Il n’y a pas de miracle en économie. La sécurité des approvisionnements futurs en pétrole exige que ces investissements soient réalisés. Dans le système actuellement en vigueur en Occident, ce sont les compagnies internationales qui assurent la fonction de recherche et d’exploitation ; il faut donc qu’elles disposent des ressources nécessaires... à condition qu’on soit assuré qu’elles les consacrent à ces investissements. Or, il est patent qu’elles le font.


Ces considérations permettent de juger à quel point il serait anormal que le consommateur français n’accepte pas de payer le prix de sa sécurité d’approvisionnement en se reposant sur l’attitude plus réaliste et plus prudente des consommateurs d’autres pays.


Pour des mesures urgentes


La situation présente de l’industrie pétrolière française est donc des plus graves. Il faut qu’on le sache ; les conditions actuelles de l’exploitation portent en elles, à très bref délai, l’arrêt des opérations.
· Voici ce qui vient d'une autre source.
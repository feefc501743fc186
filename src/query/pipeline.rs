//! Compilation orchestrator.
//!
//! [`QueryCompiler`] drives a client [`Query`] through resolution, validation,
//! canonicalization, logical and physical planning, and explain. Each query
//! pins one snapshot of the schema registry and one of the capability
//! descriptor for its whole compilation, checks its deadline before every
//! stage, and records the lifecycle states it passed through.

use std::fmt;
use std::sync::Arc;
use std::time::{Duration, Instant};

use serde::Serialize;
use thiserror::Error;
use tracing::{debug, info, warn};

use crate::config::CompilerConfig;
use crate::error::{PipelineError, QueryError, Stage};
use crate::query::ast::Query;
use crate::query::cache::{CacheStats, CachedPlan, PlanCache, PlanKey};
use crate::query::canonical::{build_canonical, CanonicalQuery};
use crate::query::capabilities::BackendCapabilities;
use crate::query::catalog::SharedSnapshot;
use crate::query::errors::{PlanningError, ValidationWarning};
use crate::query::explain::{explain_plan, ExplainNode};
use crate::query::logical::{plan_logical, LogicalPlan};
use crate::query::physical::PhysicalPlan;
use crate::query::planner::plan_physical;
use crate::query::schema::SchemaRegistry;
use crate::query::validate::{resolve_query, validate};

/// Lifecycle of one compilation.
#[derive(Clone, Debug, PartialEq, Eq, Serialize)]
#[serde(tag = "state", rename_all = "snake_case")]
pub enum QueryState {
    /// Accepted for compilation.
    Received,
    /// Resolved and validated.
    Validated,
    /// Canonical query built.
    Resolved,
    /// Logical plan built.
    PlannedLogical,
    /// Physical plan built.
    PlannedPhysical,
    /// Explain tree built; the result is ready.
    Ready,
    /// Compilation failed.
    Rejected {
        /// Stage that failed.
        stage: &'static str,
        /// Failure code.
        code: &'static str,
    },
}

impl QueryState {
    fn name(&self) -> &'static str {
        match self {
            QueryState::Received => "RECEIVED",
            QueryState::Validated => "VALIDATED",
            QueryState::Resolved => "RESOLVED",
            QueryState::PlannedLogical => "PLANNED_LOGICAL",
            QueryState::PlannedPhysical => "PLANNED_PHYSICAL",
            QueryState::Ready => "READY",
            QueryState::Rejected { .. } => "REJECTED",
        }
    }

    fn is_terminal(&self) -> bool {
        matches!(self, QueryState::Ready | QueryState::Rejected { .. })
    }

    fn successor(&self) -> Option<QueryState> {
        match self {
            QueryState::Received => Some(QueryState::Validated),
            QueryState::Validated => Some(QueryState::Resolved),
            QueryState::Resolved => Some(QueryState::PlannedLogical),
            QueryState::PlannedLogical => Some(QueryState::PlannedPhysical),
            QueryState::PlannedPhysical => Some(QueryState::Ready),
            QueryState::Ready | QueryState::Rejected { .. } => None,
        }
    }
}

impl fmt::Display for QueryState {
    fn fmt(&self, f: &mut fmt::Formatter<'_>) -> fmt::Result {
        match self {
            QueryState::Rejected { stage, code } => write!(f, "REJECTED({stage}: {code})"),
            other => f.write_str(other.name()),
        }
    }
}

/// Refused lifecycle transition.
#[derive(Debug, Error, Clone, PartialEq, Eq)]
#[error("illegal query state transition {from} -> {to}")]
pub struct IllegalTransition {
    /// Current state.
    pub from: QueryState,
    /// Requested state.
    pub to: QueryState,
}

/// Ordered record of the states a compilation passed through.
#[derive(Clone, Debug)]
pub struct Lifecycle {
    states: Vec<QueryState>,
}

impl Default for Lifecycle {
    fn default() -> Self {
        Self::new()
    }
}

impl Lifecycle {
    /// Starts in [`QueryState::Received`].
    pub fn new() -> Self {
        Self {
            states: vec![QueryState::Received],
        }
    }

    /// Current state.
    pub fn current(&self) -> &QueryState {
        // `states` is never empty.
        &self.states[self.states.len() - 1]
    }

    /// Moves to `next` if it is the successor of the current state.
    pub fn advance(&mut self, next: QueryState) -> Result<(), IllegalTransition> {
        let current = self.current();
        if current.successor().as_ref() != Some(&next) {
            return Err(IllegalTransition {
                from: current.clone(),
                to: next,
            });
        }
        self.states.push(next);
        Ok(())
    }

    /// Moves to [`QueryState::Rejected`] from any non-terminal state.
    pub fn reject(&mut self, error: &PipelineError) -> Result<(), IllegalTransition> {
        let next = QueryState::Rejected {
            stage: error.stage.as_str(),
            code: error.code(),
        };
        if self.current().is_terminal() {
            return Err(IllegalTransition {
                from: self.current().clone(),
                to: next,
            });
        }
        self.states.push(next);
        Ok(())
    }

    /// Every state so far, oldest first.
    pub fn states(&self) -> &[QueryState] {
        &self.states
    }

    fn into_states(self) -> Vec<QueryState> {
        self.states
    }
}

/// Compilation time budget.
#[derive(Clone, Copy, Debug)]
pub struct Deadline {
    started: Instant,
    budget: Option<Duration>,
}

impl Deadline {
    /// No time limit.
    pub fn none() -> Self {
        Self {
            started: Instant::now(),
            budget: None,
        }
    }

    /// Expires `ms` milliseconds from now.
    pub fn after(ms: u64) -> Self {
        Self {
            started: Instant::now(),
            budget: Some(Duration::from_millis(ms)),
        }
    }

    /// Fails when the budget is spent; `stage` is the stage about to start.
    pub fn check(&self, stage: Stage) -> Result<(), QueryError> {
        match self.budget {
            Some(budget) if self.started.elapsed() >= budget => {
                Err(QueryError::DeadlineExceeded {
                    stage,
                    budget_ms: budget.as_millis() as u64,
                })
            }
            _ => Ok(()),
        }
    }
}

/// Checkpoint consulted whenever compilation enters a stage, including the
/// coercion and normalization work nested inside resolution.
pub trait StageGate {
    /// Fails when `stage` may not start.
    fn enter(&self, stage: Stage) -> Result<(), QueryError>;
}

impl StageGate for Deadline {
    fn enter(&self, stage: Stage) -> Result<(), QueryError> {
        self.check(stage)
    }
}

/// Successful compilation.
#[derive(Clone, Debug)]
pub struct CompiledQuery {
    /// Canonical query.
    pub canonical: CanonicalQuery,
    /// Logical plan.
    pub logical: Arc<LogicalPlan>,
    /// Physical plan for the requested backend.
    pub physical: Arc<PhysicalPlan>,
    /// Explain tree of the physical plan.
    pub explain: Arc<ExplainNode>,
    /// Advisory validation findings.
    pub warnings: Vec<ValidationWarning>,
    /// Lifecycle states, `RECEIVED` through `READY`.
    pub states: Vec<QueryState>,
    /// Whether the plans came from the plan cache.
    pub cache_hit: bool,
}

/// Thread-safe query compiler over shared, refreshable catalogs.
pub struct QueryCompiler {
    config: CompilerConfig,
    schema: Arc<SharedSnapshot<dyn SchemaRegistry>>,
    capabilities: Arc<SharedSnapshot<dyn BackendCapabilities>>,
    cache: PlanCache,
}

impl QueryCompiler {
    /// Compiler owning fresh snapshots of `schema` and `capabilities`.
    pub fn new(
        config: CompilerConfig,
        schema: Arc<dyn SchemaRegistry>,
        capabilities: Arc<dyn BackendCapabilities>,
    ) -> Self {
        Self::with_shared(
            config,
            Arc::new(SharedSnapshot::from_arc("schema", schema)),
            Arc::new(SharedSnapshot::from_arc("capabilities", capabilities)),
        )
    }

    /// Compiler over snapshots shared with other components.
    pub fn with_shared(
        config: CompilerConfig,
        schema: Arc<SharedSnapshot<dyn SchemaRegistry>>,
        capabilities: Arc<SharedSnapshot<dyn BackendCapabilities>>,
    ) -> Self {
        let cache = PlanCache::new(config.plan_cache_capacity);
        Self {
            config,
            schema,
            capabilities,
            cache,
        }
    }

    /// Active configuration.
    pub fn config(&self) -> &CompilerConfig {
        &self.config
    }

    /// Swaps the schema registry; returns the new generation.
    pub fn refresh_schema(&self, schema: Arc<dyn SchemaRegistry>) -> u64 {
        self.schema.replace(schema)
    }

    /// Swaps the capability descriptor; returns the new generation.
    pub fn refresh_capabilities(&self, capabilities: Arc<dyn BackendCapabilities>) -> u64 {
        self.capabilities.replace(capabilities)
    }

    /// Current `(schema, capabilities)` snapshot generations.
    pub fn catalog_generations(&self) -> (u64, u64) {
        (self.schema.generation(), self.capabilities.generation())
    }

    /// Plan cache counters.
    pub fn cache_stats(&self) -> CacheStats {
        self.cache.stats()
    }

    /// Drops every cached plan; counters are kept.
    pub fn clear_plan_cache(&self) {
        let dropped = self.cache.stats().len;
        self.cache.clear();
        info!(dropped, "query.cache.cleared");
    }

    /// Compiles `query` for `backend` under the query's own timeout, falling
    /// back to the configured default.
    pub fn compile(&self, query: &Query, backend: &str) -> Result<CompiledQuery, PipelineError> {
        let deadline = match query.options.timeout_ms.or(self.config.default_timeout_ms) {
            Some(ms) => Deadline::after(ms),
            None => Deadline::none(),
        };
        self.compile_with_deadline(query, backend, deadline)
    }

    /// Compiles `query` for `backend` under an explicit deadline.
    pub fn compile_with_deadline(
        &self,
        query: &Query,
        backend: &str,
        deadline: Deadline,
    ) -> Result<CompiledQuery, PipelineError> {
        let mut lifecycle = Lifecycle::new();
        match self.run(query, backend, deadline, &mut lifecycle) {
            Ok(compiled) => Ok(compiled),
            Err(err) => {
                let mut err = PipelineError::from(err);
                if let Err(illegal) = lifecycle.reject(&err) {
                    warn!(error = %illegal, "query.pipeline.lifecycle");
                }
                warn!(
                    entity = %query.entity,
                    backend,
                    stage = %err.stage,
                    code = err.code(),
                    "query.pipeline.rejected"
                );
                err.states = lifecycle.into_states();
                Err(err)
            }
        }
    }

    fn run(
        &self,
        query: &Query,
        backend: &str,
        deadline: Deadline,
        lifecycle: &mut Lifecycle,
    ) -> Result<CompiledQuery, QueryError> {
        let schema = self.schema.load();
        let capabilities = self.capabilities.load();
        let limits = &self.config.limits;

        let resolved = timed(&deadline, Stage::Resolve, || {
            resolve_query(query, schema.value.as_ref(), limits, &deadline)
        })?;
        let validated = timed(&deadline, Stage::Validate, || {
            validate(resolved, schema.value.as_ref(), limits)
        })?;
        advance(lifecycle, QueryState::Validated)?;
        let warnings = validated.warnings().to_vec();

        let canonical = timed(&deadline, Stage::Build, || Ok(build_canonical(validated)))?;
        advance(lifecycle, QueryState::Resolved)?;

        let key = PlanKey {
            fingerprint: canonical.fingerprint(),
            backend: backend.to_owned(),
            schema_version: (schema.generation, schema.value.epoch()),
            capabilities_version: (capabilities.generation, capabilities.value.epoch()),
        };
        let (plans, cache_hit) = match self.cache.get(&key) {
            Some(plans) => {
                deadline.check(Stage::LogicalPlan)?;
                (plans, true)
            }
            None => {
                let logical =
                    timed(&deadline, Stage::LogicalPlan, || Ok(plan_logical(&canonical)))?;
                let physical = timed(&deadline, Stage::PhysicalPlan, || {
                    plan_physical(&logical, backend, capabilities.value.as_ref(), &self.config)
                })?;
                let explain = timed(&deadline, Stage::Explain, || Ok(explain_plan(&physical)))?;
                let plans = CachedPlan {
                    logical: Arc::new(logical),
                    physical: Arc::new(physical),
                    explain: Arc::new(explain),
                };
                self.cache.insert(key, plans.clone());
                (plans, false)
            }
        };
        advance(lifecycle, QueryState::PlannedLogical)?;
        advance(lifecycle, QueryState::PlannedPhysical)?;
        advance(lifecycle, QueryState::Ready)?;

        info!(
            entity = %canonical.entity,
            backend,
            fingerprint = %canonical.fingerprint(),
            cache_hit,
            cost = plans.physical.root.strategy.estimated_cost,
            warnings = warnings.len(),
            "query.pipeline.compiled"
        );
        Ok(CompiledQuery {
            canonical,
            logical: plans.logical,
            physical: plans.physical,
            explain: plans.explain,
            warnings,
            states: std::mem::take(lifecycle).into_states(),
            cache_hit,
        })
    }
}

fn timed<T>(
    deadline: &Deadline,
    stage: Stage,
    run: impl FnOnce() -> Result<T, QueryError>,
) -> Result<T, QueryError> {
    deadline.check(stage)?;
    let started = Instant::now();
    let out = run();
    debug!(
        stage = %stage,
        elapsed_us = started.elapsed().as_micros() as u64,
        ok = out.is_ok(),
        "query.pipeline.stage"
    );
    out
}

fn advance(lifecycle: &mut Lifecycle, next: QueryState) -> Result<(), QueryError> {
    lifecycle.advance(next).map_err(|err| {
        PlanningError::InvalidPlan {
            reason: err.to_string(),
        }
        .into()
    })
}
impl Checker {
    fn fail(&mut self, code: ValidationCode, path: impl Into<String>, message: impl Into<String>) {
        self.errors.push(ValidationError::new(code, path, message));
    }

    fn projection(&mut self, query: &ResolvedQuery) {
        let included: BTreeSet<String> = query.include.iter().map(|f| f.sort_key()).collect();
        for field in &query.exclude {
            if included.contains(&field.sort_key()) {
                self.fail(
                    ValidationCode::ProjectionOverlap,
                    "projection.exclude",
                    format!("'{field}' is both included and excluded"),
                );
            }
        }
    }

    fn sort(&mut self, query: &ResolvedQuery) {
        let mut seen = BTreeSet::new();
        for (idx, spec) in query.sort.iter().enumerate() {
            let path = format!("sort[{idx}]");
            let field = &spec.field;
            if !field.field_type.is_scalar() {
                self.fail(
                    ValidationCode::SortFieldNotSortable,
                    &path,
                    format!("cannot sort on '{field}' of type {}", field.field_type),
                );
            }
            if !seen.insert(field.sort_key()) {
                self.fail(
                    ValidationCode::SortDuplicateField,
                    &path,
                    format!("'{field}' appears more than once"),
                );
            }
            if field.source != FieldSource::Aggregate && !field.indexed {
                self.warnings.push(ValidationWarning {
                    code: ValidationCode::SortFieldNotIndexed,
                    path,
                    message: format!("'{field}' has no index; sorting may be slow"),
                });
            }
        }
    }

    fn aggregation(&mut self, agg: &ResolvedAggregation) {
        if agg.group_by.is_empty() && agg.aggregates.is_empty() {
            self.fail(
                ValidationCode::AggEmpty,
                "aggregation",
                "aggregation needs a group-by field or an aggregate",
            );
        }
        let mut names: BTreeMap<String, &'static str> = BTreeMap::new();
        for (idx, field) in agg.group_by.iter().enumerate() {
            if !field.field_type.is_scalar() {
                self.fail(
                    ValidationCode::GroupByFieldNotGroupable,
                    format!("group_by[{idx}]"),
                    format!("cannot group by '{field}' of type {}", field.field_type),
                );
            }
            names.insert(field.display_name(), "group-by field");
        }
        for agg in &agg.aggregates {
            let path = format!("aggregates.{}", agg.alias);
            if agg.alias.trim().is_empty() {
                self.fail(ValidationCode::AggAliasEmpty, "aggregates", "aggregate alias is empty");
            } else if let Some(previous) = names.insert(agg.alias.clone(), "aggregate") {
                self.fail(
                    ValidationCode::AggAliasDuplicate,
                    &path,
                    format!("alias '{}' collides with a {previous}", agg.alias),
                );
            }
            self.aggregate(agg, &path);
        }
    }

    fn aggregate(&mut self, agg: &ResolvedAggregate, path: &str) {
        match (agg.function, agg.percentile) {
            (AggregateFunction::Percentile, Some(rank)) if (0.0..=100.0).contains(&rank) => {}
            (AggregateFunction::Percentile, Some(rank)) => self.fail(
                ValidationCode::AggPercentileInvalid,
                path,
                format!("percentile {rank} is outside 0..=100"),
            ),
            (AggregateFunction::Percentile, None) => self.fail(
                ValidationCode::AggPercentileInvalid,
                path,
                "PERCENTILE needs a rank",
            ),
            (function, Some(_)) => self.fail(
                ValidationCode::AggPercentileInvalid,
                path,
                format!("{function} does not take a percentile rank"),
            ),
            (_, None) => {}
        }
        let Some(field) = &agg.field else {
            if agg.function != AggregateFunction::Count {
                self.fail(
                    ValidationCode::AggFieldRequired,
                    path,
                    format!("{} needs a target field", agg.function),
                );
            }
            return;
        };
        if !field.aggregable {
            self.fail(
                ValidationCode::AggFieldNotAggregable,
                path,
                format!("'{field}' is not aggregable"),
            );
        }
        let ty = &field.field_type;
        let fits = match agg.function {
            AggregateFunction::Count => true,
            AggregateFunction::CountDistinct => ty.is_scalar(),
            AggregateFunction::Min | AggregateFunction::Max => ty.is_orderable(),
            AggregateFunction::Sum
            | AggregateFunction::Avg
            | AggregateFunction::Percentile
            | AggregateFunction::Stddev
            | AggregateFunction::Variance => ty.is_numeric(),
        };
        if !fits {
            self.fail(
                ValidationCode::AggFunctionTypeMismatch,
                path,
                format!("{} is not defined for '{field}' of type {ty}", agg.function),
            );
        }
    }

    fn joins(&mut self, query: &ResolvedQuery, base_roots: &BTreeSet<String>) {
        let mut aliases = BTreeSet::new();
        for (idx, join) in query.joins.iter().enumerate() {
            let path = format!("joins[{idx}]");
            if !aliases.insert(join.alias.as_str()) {
                self.fail(
                    ValidationCode::JoinAliasDuplicate,
                    &path,
                    format!("alias '{}' is declared twice", join.alias),
                );
            }
            if base_roots.contains(&join.alias) || join.alias == query.entity {
                self.fail(
                    ValidationCode::JoinAliasShadowsField,
                    &path,
                    format!("alias '{}' shadows a field of '{}'", join.alias, query.entity),
                );
            }
            let (left, right) = (&join.left_key.field_type, &join.right_key.field_type);
            if !left.is_scalar() || !right.is_scalar() {
                self.fail(
                    ValidationCode::JoinKeyNotScalar,
                    &path,
                    format!("join keys must be scalar, found {left} and {right}"),
                );
            } else if left != right && !(left.is_numeric() && right.is_numeric()) {
                self.fail(
                    ValidationCode::JoinKeyTypeMismatch,
                    &path,
                    format!("join key types differ: {left} vs {right}"),
                );
            }
        }
    }

    fn page_size(&mut self, page_size: u32, limits: &Limits) {
        if page_size == 0 || page_size > limits.max_page_size {
            self.fail(
                ValidationCode::PageSizeOutOfRange,
                "pagination.page_size",
                format!("page size {page_size} is outside 1..={}", limits.max_page_size),
            );
        }
    }

    fn pagination(&mut self, query: &ResolvedQuery, limits: &Limits) -> PageRequest {
        match &query.pagination {
            None if query.aggregation.is_some() => PageRequest::Unbounded,
            None => PageRequest::Page {
                page: 1,
                page_size: limits.default_page_size,
            },
            Some(Pagination::Page { page, page_size }) => {
                self.page_size(*page_size, limits);
                if *page == 0 {
                    self.fail(
                        ValidationCode::PageNumberInvalid,
                        "pagination.page",
                        "page numbers start at 1",
                    );
                }
                PageRequest::Page {
                    page: *page,
                    page_size: *page_size,
                }
            }
            Some(Pagination::Cursor { cursor, page_size }) => {
                self.page_size(*page_size, limits);
                let keys = self.cursor_keys(query, cursor);
                PageRequest::After {
                    keys,
                    page_size: *page_size,
                }
            }
        }
    }

    fn cursor_keys(&mut self, query: &ResolvedQuery, cursor: &str) -> Vec<Value> {
        if query.sort.is_empty() {
            self.fail(
                ValidationCode::CursorRequiresSort,
                "pagination.cursor",
                "cursor pagination needs at least one sort key",
            );
            return Vec::new();
        }
        let keys = match decode_cursor(cursor) {
            Ok(keys) => keys,
            Err(err) => {
                self.fail(ValidationCode::CursorInvalid, "pagination.cursor", err.to_string());
                return Vec::new();
            }
        };
        if keys.len() != query.sort.len() {
            self.fail(
                ValidationCode::CursorArityMismatch,
                "pagination.cursor",
                format!("cursor has {} keys, sort has {}", keys.len(), query.sort.len()),
            );
            return keys;
        }
        for (idx, (key, spec)) in keys.iter().zip(&query.sort).enumerate() {
            if !value_fits(key, &spec.field.field_type) {
                self.fail(
                    ValidationCode::CursorTypeMismatch,
                    format!("pagination.cursor[{idx}]"),
                    format!(
                        "cursor key is {} but '{}' is {}",
                        key.kind(),
                        spec.field,
                        spec.field.field_type
                    ),
                );
            }
        }
        keys
    }
}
Va-t-on dés lors, comme il a été écrit, vers une épreuve de force entre les sociétés pétrolières françaises et le gouvernement ? Une telle formulation est rigoureusement contraire à la réalité des relations quasi contractuelles qui se sont établies en France depuis près de cinquante ans entre les pouvoirs publics et ces sociétés dans le cadre de la loi de 1928. La volonté de ces dernières est de continuer à ravitailler le pays comme elles l’ont fait sans défaillance depuis tant d’années ; et elles le feront tant qu’elles en auront les moyens. Si elles devaient s’arrêter, ce ne serait certes pas pour manifester leur force, mais, bien au contraire, parce que leur faiblesse financière aurait atteint le point extrême.


Une telle issue est d’autant plus inimaginable qu’il y a, au pétrole importé aujourd’hui, aucun substitut à un prix inférieur, bien au contraire. Il est donc nécessaire et urgent que les mesures adéquates soient prises. L’industrie pétrolière française les attend avec une légitime impatience.